In states without rent stabilization, a value-add investor can renovate a unit and immediately increase rent to market — even if the current tenant remains. In Oregon, rent increases for sitting tenants are capped at 7% + CPI (max 10%). An investor who acquires a 20-unit building with rents at $900/month where market is $1,400 cannot push rents to $1,400 for occupied units in a single year. Above-cap increases only occur on turnover. If average annual turnover is 25–30%, it takes 3–4 years to turn over most units. Bridge lenders discount rent-bump projections accordingly: the underwritten timeline to stabilization may be 24–36 months rather than 12–18 months, affecting bridge term structuring and return modeling.

Property Selection Strategies Under Rent Stabilization

Understanding Oregon's rent cap framework changes which properties are the most attractive value-add targets. Properties with higher existing vacancy at acquisition — where units are already vacant and can be renovated and leased at market rents immediately — are more favorable because they don't depend on tenant turnover. Properties with month-to-month tenancies (lower relocation friction) turn over faster than those with annual leases. Properties less than 15 years old are fully exempt from rent stabilization for their first 15 years. Properties with significant deferred maintenance that requires unit-offline renovation naturally create vacancy that enables market-rate re-leasing.
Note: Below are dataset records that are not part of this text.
// Opsline service configuration

use crate::env::EnvLoader;
use crate::loader::{ConfigLoader, merge};
use crate::{ConfigError, Result};
use opsline_lifecycle::TransitionTable;
use opsline_webhooks::{QueueConfig, WebhookConfig};
use serde::{Deserialize, Serialize};
use std::fmt;
use std::path::{Path, PathBuf};
use std::str::FromStr;
use tracing::{debug, info};
use url::Url;

/// Variable naming an optional configuration file
pub const CONFIG_PATH_VAR: &str = "OPSLINE_CONFIG";

/// Prefix of override variables
pub const ENV_PREFIX: &str = "OPSLINE";

/// Deployment environment
#[derive(Debug, Clone, Copy, Default, PartialEq, Eq, Serialize, Deserialize)]
#[serde(rename_all = "lowercase")]
pub enum Environment {
    #[default]
    Development,
    Staging,
    Production,
}

impl Environment {
    pub fn is_production(&self) -> bool {
        matches!(self, Self::Production)
    }
}

impl fmt::Display for Environment {
    fn fmt(&self, f: &mut fmt::Formatter<'_>) -> fmt::Result {
        f.write_str(match self {
            Self::Development => "development",
            Self::Staging => "staging",
            Self::Production => "production",
        })
    }
}

impl FromStr for Environment {
    type Err = ConfigError;

    fn from_str(s: &str) -> Result<Self> {
        match s.trim().to_lowercase().as_str() {
            "development" | "dev" => Ok(Self::Development),
            "staging" => Ok(Self::Staging),
            "production" | "prod" => Ok(Self::Production),
            other => Err(ConfigError::ParseError(format!("unknown environment: {}", other))),
        }
    }
}

/// Transition table settings
#[derive(Debug, Clone, Default, PartialEq, Eq, Serialize, Deserialize)]
#[serde(default)]
pub struct LifecycleConfig {
    /// TOML or JSON file overlaid on the built-in tables
    pub table_path: Option<PathBuf>,
}

/// Complete service configuration
#[derive(Debug, Clone, Default, PartialEq, Eq, Serialize, Deserialize)]
#[serde(default)]
pub struct OpslineConfig {
    pub environment: Environment,
    pub webhook: WebhookConfig,
    pub queue: QueueConfig,
    pub lifecycle: LifecycleConfig,
}

impl OpslineConfig {
    /// Load from defaults, the `OPSLINE_CONFIG` file, `.env` and the environment
    pub fn load() -> Result<Self> {
        match dotenvy::dotenv() {
            Ok(path) => debug!(path = %path.display(), "loaded .env"),
            Err(e) if e.not_found() => {}
            Err(e) => return Err(ConfigError::LoadError(format!(".env: {}", e))),
        }

        let file = std::env::var_os(CONFIG_PATH_VAR).map(PathBuf::from);
        let config = Self::from_sources(file.as_deref(), std::env::vars())?;
        info!(environment = %config.environment, "configuration loaded");
        Ok(config)
    }

    /// Layer an optional file and explicit variables over the defaults
    pub fn from_sources<I, K, V>(file: Option<&Path>, vars: I) -> Result<Self>
    where
        I: IntoIterator<Item = (K, V)>,
        K: AsRef<str>,
        V: AsRef<str>,
    {
        let mut tree = serde_json::to_value(Self::default())
            .map_err(|e| ConfigError::DeserializationError(e.to_string()))?;

        if let Some(path) = file {
            let overlay = ConfigLoader::auto(path)?.load_file(path)?;
            merge(&mut tree, overlay);
            debug!(path = %path.display(), "applied configuration file");
        }

        let applied = EnvLoader::new(ENV_PREFIX).apply_vars(&mut tree, vars)?;
        debug!(applied, "applied environment overrides");

        serde_json::from_value(tree).map_err(|e| ConfigError::DeserializationError(e.to_string()))
    }

    /// Check the configuration is safe to run with
    pub fn validate(&self) -> Result<()> {
        if self.webhook.timeout_secs == 0 {
            return Err(ConfigError::ValidationError(
                "webhook.timeout_secs must be greater than zero".to_string(),
            ));
        }

        if self.webhook.max_payload_size == 0 {
            return Err(ConfigError::ValidationError(
                "webhook.max_payload_size must be greater than zero".to_string(),
            ));
        }

        for (name, value) in [
            ("queue.publish_url", &self.queue.publish_url),
            ("queue.destination", &self.queue.destination),
        ] {
            Url::parse(value)
                .map_err(|e| ConfigError::ValidationError(format!("{}: {}", name, e)))?;
        }

        if self.environment.is_production() && !self.queue.has_signing_keys() {
            return Err(ConfigError::ValidationError(
                "queue signing keys are required in production".to_string(),
            ));
        }

        Ok(())
    }

    /// Built-in transition tables, overlaid with `lifecycle.table_path` if set
    pub fn transition_table(&self) -> Result<TransitionTable> {
        let table = TransitionTable::standard();
        match &self.lifecycle.table_path {
            Some(path) => Ok(table.merge(TransitionTable::load(path)?)),
            None => Ok(table),
        }
    }
}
Financing Implications for Oregon Apartment Deals

Oregon's rent stabilization affects both bridge and permanent financing. Bridge lenders extend their underwritten stabilization timelines for Oregon value-add deals — meaning longer bridge terms (24–30 months + extensions) and potentially higher total interest carry. The bridge loan must be structured with enough runway to allow natural turnover to achieve rent targets. On the permanent side, agency and DSCR lenders underwrite in-place rents (which may still be below full market) rather than projected post-turnover rents, potentially limiting refinance proceeds compared to the same deal in an unregulated state. Investors who understand these dynamics can still execute compelling returns — but the underwriting must reflect Oregon's actual regulatory reality.